EXERCISE DIRECTIONS:
Each entry below has to be written out again without any change.

TASK MATERIAL:
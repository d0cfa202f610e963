//! Per-route authorization middleware.
//!
//! Composes the whole chain in fixed order — bearer extraction → key
//! resolution + token verification → permission check — and either runs the
//! wrapped handler (with the decoded payload available via extensions) or
//! short-circuits with the stage's `AuthError`. Each invocation is
//! self-contained: no shared mutable state, safe to attach to any number of
//! routes.
//!
//! Usage (in `routes.rs`):
//! ```ignore
//! Router::new()
//!     .route("/drinks-detail", get(list_drinks_detail))
//!     .route_layer(middleware::from_fn_with_state(
//!         RequireAuth::new(state.clone(), "get:drinks-detail"),
//!         access::guard,
//!     ))
//! ```

use axum::{
    extract::{Request, State},
    middleware::Next,
    response::Response,
};

use crate::api::v1::extractors::AuthPayload;
use crate::error::AppError;
use crate::services::auth::{bearer, permissions};
use crate::state::AppState;

/// State handed to `guard` via `from_fn_with_state`: the shared app state
/// plus the permission this particular route demands.
#[derive(Clone)]
pub struct RequireAuth {
    state: AppState,
    permission: &'static str,
}

impl RequireAuth {
    pub fn new(state: AppState, permission: &'static str) -> Self {
        Self { state, permission }
    }
}

pub async fn guard(
    State(ctx): State<RequireAuth>,
    mut req: Request,
    next: Next,
) -> Result<Response, AppError> {
    let token = match bearer::extract(req.headers()) {
        Ok(token) => token,
        Err(err) => {
            tracing::warn!(code = err.code, "bearer extraction failed");
            return Err(err.into());
        }
    };

    // Signature + iss/aud/exp verification, including the per-request JWKS
    // fetch, happens inside AuthService.
    let claims = match ctx.state.auth.verify(token).await {
        Ok(claims) => claims,
        Err(err) => {
            tracing::warn!(code = err.code, "access token verification failed");
            return Err(err.into());
        }
    };

    if let Err(err) = permissions::check(ctx.permission, &claims) {
        tracing::warn!(
            permission = ctx.permission,
            sub = claims.sub.as_deref().unwrap_or("<none>"),
            "permission check failed"
        );
        return Err(err.into());
    }

    // middleware → extractor hand-off
    req.extensions_mut().insert(AuthPayload::new(claims));

    Ok(next.run(req).await)
}

#[cfg(test)]
mod tests {
    use super::*;
    use crate::services::auth::fixtures::{
        K1_KID, K1_PEM, claims_json, service, sign,
    };
    use axum::{
        Json, Router,
        body::{Body, to_bytes},
        http::{Request as HttpRequest, StatusCode, header},
        middleware::from_fn_with_state,
        routing::get,
    };
    use jsonwebtoken::Algorithm;
    use serde_json::json;
    use std::sync::{
        Arc,
        atomic::{AtomicUsize, Ordering},
    };
    use tower::ServiceExt;

    fn test_state() -> AppState {
        // connect_lazy performs no I/O; the db is never touched in these tests.
        let db = sqlx::PgPool::connect_lazy("postgres://localhost/unused").unwrap();
        AppState::new(db, Arc::new(service()))
    }

    async fn echo_permissions(payload: AuthPayload) -> Json<serde_json::Value> {
        Json(json!({ "permissions": payload.claims().permissions }))
    }

    fn protected_router(state: AppState, permission: &'static str) -> Router {
        Router::new()
            .route("/probe", get(echo_permissions))
            .route_layer(from_fn_with_state(
                RequireAuth::new(state.clone(), permission),
                guard,
            ))
            .with_state(state)
    }

    fn request(auth_header: Option<String>) -> HttpRequest<Body> {
        let mut builder = HttpRequest::builder().uri("/probe");
        if let Some(value) = auth_header {
            builder = builder.header(header::AUTHORIZATION, value);
        }
        builder.body(Body::empty()).unwrap()
    }

    async fn body_json(res: axum::response::Response) -> serde_json::Value {
        let bytes = to_bytes(res.into_body(), usize::MAX).await.unwrap();
        serde_json::from_slice(&bytes).unwrap()
    }

    #[tokio::test]
    async fn missing_header_short_circuits_with_401() {
        let app = protected_router(test_state(), "get:drinks-detail");
        let res = app.oneshot(request(None)).await.unwrap();

        assert_eq!(res.status(), StatusCode::UNAUTHORIZED);
        let body = body_json(res).await;
        assert_eq!(body["success"], json!(false));
        assert_eq!(body["error"], json!(401));
        assert_eq!(body["message"], json!("Unauthorized"));
    }

    #[tokio::test]
    async fn insufficient_permission_short_circuits_with_403() {
        let app = protected_router(test_state(), "delete:drinks");
        let token = sign(Some(K1_KID), Algorithm::RS256, K1_PEM, &claims_json(3600));
        let res = app
            .oneshot(request(Some(format!("Bearer {token}"))))
            .await
            .unwrap();

        assert_eq!(res.status(), StatusCode::FORBIDDEN);
        let body = body_json(res).await;
        assert_eq!(body["message"], json!("Forbidden"));
    }

    #[tokio::test]
    async fn expired_token_short_circuits_with_401() {
        let app = protected_router(test_state(), "get:drinks-detail");
        let token = sign(Some(K1_KID), Algorithm::RS256, K1_PEM, &claims_json(-3600));
        let res = app
            .oneshot(request(Some(format!("Bearer {token}"))))
            .await
            .unwrap();

        assert_eq!(res.status(), StatusCode::UNAUTHORIZED);
        let body = body_json(res).await;
        assert_eq!(body["message"], json!("Token expired."));
    }

    #[tokio::test]
    async fn valid_token_reaches_handler_with_payload() {
        let app = protected_router(test_state(), "get:drinks-detail");
        let token = sign(Some(K1_KID), Algorithm::RS256, K1_PEM, &claims_json(3600));
        let res = app
            .oneshot(request(Some(format!("Bearer {token}"))))
            .await
            .unwrap();

        assert_eq!(res.status(), StatusCode::OK);
        let body = body_json(res).await;
        assert_eq!(body["permissions"], json!(["get:drinks-detail"]));
    }

    #[tokio::test]
    async fn handler_runs_exactly_once_per_authorized_request() {
        let calls = Arc::new(AtomicUsize::new(0));
        let state = test_state();

        let counter = calls.clone();
        let app = Router::new()
            .route(
                "/probe",
                get(move || {
                    let counter = counter.clone();
                    async move {
                        counter.fetch_add(1, Ordering::SeqCst);
                        "ok"
                    }
                }),
            )
            .route_layer(from_fn_with_state(
                RequireAuth::new(state.clone(), "get:drinks-detail"),
                guard,
            ))
            .with_state(state);

        let token = sign(Some(K1_KID), Algorithm::RS256, K1_PEM, &claims_json(3600));
        let res = app
            .oneshot(request(Some(format!("Bearer {token}"))))
            .await
            .unwrap();

        assert_eq!(res.status(), StatusCode::OK);
        assert_eq!(calls.load(Ordering::SeqCst), 1);
    }
}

OUTPUT:
repository d0cfa202f610e963
//! Per-route authorization middleware.
//!
//! Composes the whole chain in fixed order — bearer extraction → key
//! resolution + token verification → permission check — and either runs the
//! wrapped handler (with the decoded payload available via extensions) or
//! short-circuits with the stage's `AuthError`. Each invocation is
//! self-contained: no shared mutable state, safe to attach to any number of
//! routes.
//!
//! Usage (in `routes.rs`):
//! ```ignore
//! Router::new()
//!     .route("/drinks-detail", get(list_drinks_detail))
//!     .route_layer(middleware::from_fn_with_state(
//!         RequireAuth::new(state.clone(), "get:drinks-detail"),
//!         access::guard,
//!     ))
//! ```

use axum::{
    extract::{Request, State},
    middleware::Next,
    response::Response,
};

use crate::api::v1::extractors::AuthPayload;
use crate::error::AppError;
use crate::services::auth::{bearer, permissions};
use crate::state::AppState;

/// State handed to `guard` via `from_fn_with_state`: the shared app state
/// plus the permission this particular route demands.
#[derive(Clone)]
pub struct RequireAuth {
    state: AppState,
    permission: &'static str,
}

impl RequireAuth {
    pub fn new(state: AppState, permission: &'static str) -> Self {
        Self { state, permission }
    }
}

pub async fn guard(
    State(ctx): State<RequireAuth>,
    mut req: Request,
    next: Next,
) -> Result<Response, AppError> {
    let token = match bearer::extract(req.headers()) {
        Ok(token) => token,
        Err(err) => {
            tracing::warn!(code = err.code, "bearer extraction failed");
            return Err(err.into());
        }
    };

    // Signature + iss/aud/exp verification, including the per-request JWKS
    // fetch, happens inside AuthService.
    let claims = match ctx.state.auth.verify(token).await {
        Ok(claims) => claims,
        Err(err) => {
            tracing::warn!(code = err.code, "access token verification failed");
            return Err(err.into());
        }
    };

    if let Err(err) = permissions::check(ctx.permission, &claims) {
        tracing::warn!(
            permission = ctx.permission,
            sub = claims.sub.as_deref().unwrap_or("<none>"),
            "permission check failed"
        );
        return Err(err.into());
    }

    // middleware → extractor hand-off
    req.extensions_mut().insert(AuthPayload::new(claims));

    Ok(next.run(req).await)
}

#[cfg(test)]
mod tests {
    use super::*;
    use crate::services::auth::fixtures::{
        K1_KID, K1_PEM, claims_json, service, sign,
    };
    use axum::{
        Json, Router,
        body::{Body, to_bytes},
        http::{Request as HttpRequest, StatusCode, header},
        middleware::from_fn_with_state,
        routing::get,
    };
    use jsonwebtoken::Algorithm;
    use serde_json::json;
    use std::sync::{
        Arc,
        atomic::{AtomicUsize, Ordering},
    };
    use tower::ServiceExt;

    fn test_state() -> AppState {
        // connect_lazy performs no I/O; the db is never touched in these tests.
        let db = sqlx::PgPool::connect_lazy("postgres://localhost/unused").unwrap();
        AppState::new(db, Arc::new(service()))
    }

    async fn echo_permissions(payload: AuthPayload) -> Json<serde_json::Value> {
        Json(json!({ "permissions": payload.claims().permissions }))
    }

    fn protected_router(state: AppState, permission: &'static str) -> Router {
        Router::new()
            .route("/probe", get(echo_permissions))
            .route_layer(from_fn_with_state(
                RequireAuth::new(state.clone(), permission),
                guard,
            ))
            .with_state(state)
    }

    fn request(auth_header: Option<String>) -> HttpRequest<Body> {
        let mut builder = HttpRequest::builder().uri("/probe");
        if let Some(value) = auth_header {
            builder = builder.header(header::AUTHORIZATION, value);
        }
        builder.body(Body::empty()).unwrap()
    }

    async fn body_json(res: axum::response::Response) -> serde_json::Value {
        let bytes = to_bytes(res.into_body(), usize::MAX).await.unwrap();
        serde_json::from_slice(&bytes).unwrap()
    }

    #[tokio::test]
    async fn missing_header_short_circuits_with_401() {
        let app = protected_router(test_state(), "get:drinks-detail");
        let res = app.oneshot(request(None)).await.unwrap();

        assert_eq!(res.status(), StatusCode::UNAUTHORIZED);
        let body = body_json(res).await;
        assert_eq!(body["success"], json!(false));
        assert_eq!(body["error"], json!(401));
        assert_eq!(body["message"], json!("Unauthorized"));
    }

    #[tokio::test]
    async fn insufficient_permission_short_circuits_with_403() {
        let app = protected_router(test_state(), "delete:drinks");
        let token = sign(Some(K1_KID), Algorithm::RS256, K1_PEM, &claims_json(3600));
        let res = app
            .oneshot(request(Some(format!("Bearer {token}"))))
            .await
            .unwrap();

        assert_eq!(res.status(), StatusCode::FORBIDDEN);
        let body = body_json(res).await;
        assert_eq!(body["message"], json!("Forbidden"));
    }

    #[tokio::test]
    async fn expired_token_short_circuits_with_401() {
        let app = protected_router(test_state(), "get:drinks-detail");
        let token = sign(Some(K1_KID), Algorithm::RS256, K1_PEM, &claims_json(-3600));
        let res = app
            .oneshot(request(Some(format!("Bearer {token}"))))
            .await
            .unwrap();

        assert_eq!(res.status(), StatusCode::UNAUTHORIZED);
        let body = body_json(res).await;
        assert_eq!(body["message"], json!("Token expired."));
    }

    #[tokio::test]
    async fn valid_token_reaches_handler_with_payload() {
        let app = protected_router(test_state(), "get:drinks-detail");
        let token = sign(Some(K1_KID), Algorithm::RS256, K1_PEM, &claims_json(3600));
        let res = app
            .oneshot(request(Some(format!("Bearer {token}"))))
            .await
            .unwrap();

        assert_eq!(res.status(), StatusCode::OK);
        let body = body_json(res).await;
        assert_eq!(body["permissions"], json!(["get:drinks-detail"]));
    }

    #[tokio::test]
    async fn handler_runs_exactly_once_per_authorized_request() {
        let calls = Arc::new(AtomicUsize::new(0));
        let state = test_state();

        let counter = calls.clone();
        let app = Router::new()
            .route(
                "/probe",
                get(move || {
                    let counter = counter.clone();
                    async move {
                        counter.fetch_add(1, Ordering::SeqCst);
                        "ok"
                    }
                }),
            )
            .route_layer(from_fn_with_state(
                RequireAuth::new(state.clone(), "get:drinks-detail"),
                guard,
            ))
            .with_state(state);

        let token = sign(Some(K1_KID), Algorithm::RS256, K1_PEM, &claims_json(3600));
        let res = app
            .oneshot(request(Some(format!("Bearer {token}"))))
            .await
            .unwrap();

        assert_eq!(res.status(), StatusCode::OK);
        assert_eq!(calls.load(Ordering::SeqCst), 1);
    }
}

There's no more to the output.